MySQL log files mainly include the following:
- The bin log binary file is usually the log type that occupies the largest space, which is related to the usage of the database.
- Error The error log takes up a lot of space mainly due to the accumulation of time over a long period of time, and it is not cleared regularly. For example, a database that has been running for one or two years often generates a relatively large error log.
- Slow query log Slow query log usually does not take up too much space, but it will take up too much if it is not cleaned for a long time, and it needs to be cleaned regularly
Temporary Files
Temporary files are temporary files generated when the database is running. This kind of temporary files will be automatically released after the operation ends. However, if they are not released under certain abnormal conditions, they will cause serious consequences, such as short-term slow query statements. This kind of slow query execution time is huge, and the query data is a lot. MySQL temporarily stores the intermediate results in the temporary directory of the database when the memory is insufficient.
Disk full due to processing log files
It is easier to clean up the full disk caused by the log file. You can clean up the file directly under the premise of ensuring the backup and transfer of the file. Use commands such as echo'' >> host-XXXXX.err to clean up these log files directly.
Remember not to delete related log files directly
To view the disk usage of the current database server, you can use the following command
df -h
To view the file disk occupation in a folder, you can use du as a reference
# 切换到需要查看的路径下使用
du -hl
The full disk caused by the log file can be through the linux command
echo '' >> host-xxxxx.log
The disk is full due to the processing of temporary files
View the temporary directory configured by Mysql
Usually the temporary directory of MySQL is under the mysql/temp path. If you want to view the configured parameters, you can use the show variables like'tmpdir' SQL command
show variables like 'tmpdir'
Reasons for temporary files
The main reason for temporary files is that when MySQL is executing, when the memory cannot meet the storage requirements for some large data operations, MySQL will use temporary files, such as millions of data queried from a temporary table. The result set of a joint query, etc. Normally, the temporary files generated by MySQL are very small and will be released in time. However, some abnormal situations, such as slow queries, can cause a large number of temporary files to be generated in a short time.

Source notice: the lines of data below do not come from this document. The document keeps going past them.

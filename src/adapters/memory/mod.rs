//! In-memory adapters for tests and local development.

mod campaign_reader;
mod session_store;

pub use campaign_reader::InMemoryCampaignReader;
pub use session_store::InMemorySessionStore;
//! Adapters - Implementations of port interfaces.
//!
//! Adapters connect the domain to external systems:
//! - `postgres` - Session and campaign persistence
//! - `dispatch` - Inline and Redis-queue work dispatch
//! - `generation` - Suggestion generators
//! - `http` - axum REST API
//! - `memory` - In-memory stores for tests and local runs

pub mod dispatch;
pub mod generation;
pub mod http;
pub mod memory;
pub mod postgres;

pub use dispatch::{InlineDispatcher, RedisQueueDispatcher, RedisQueueWorker};
pub use generation::PlaceholderGenerator;
pub use memory::{InMemoryCampaignReader, InMemorySessionStore};
pub use postgres::{PostgresCampaignReader, PostgresSessionStore};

The following is a case where a large number of files are generated in the temporary directory due to slow query.
Excessive generation of temporary files causes the disk to be full, causing a short-term database failure
The precursor of a database crash is often a large amount of IO in a short period of time, and the CPU skyrocketing. When the above signs appear, the database is not far away from the crash. This is the case below.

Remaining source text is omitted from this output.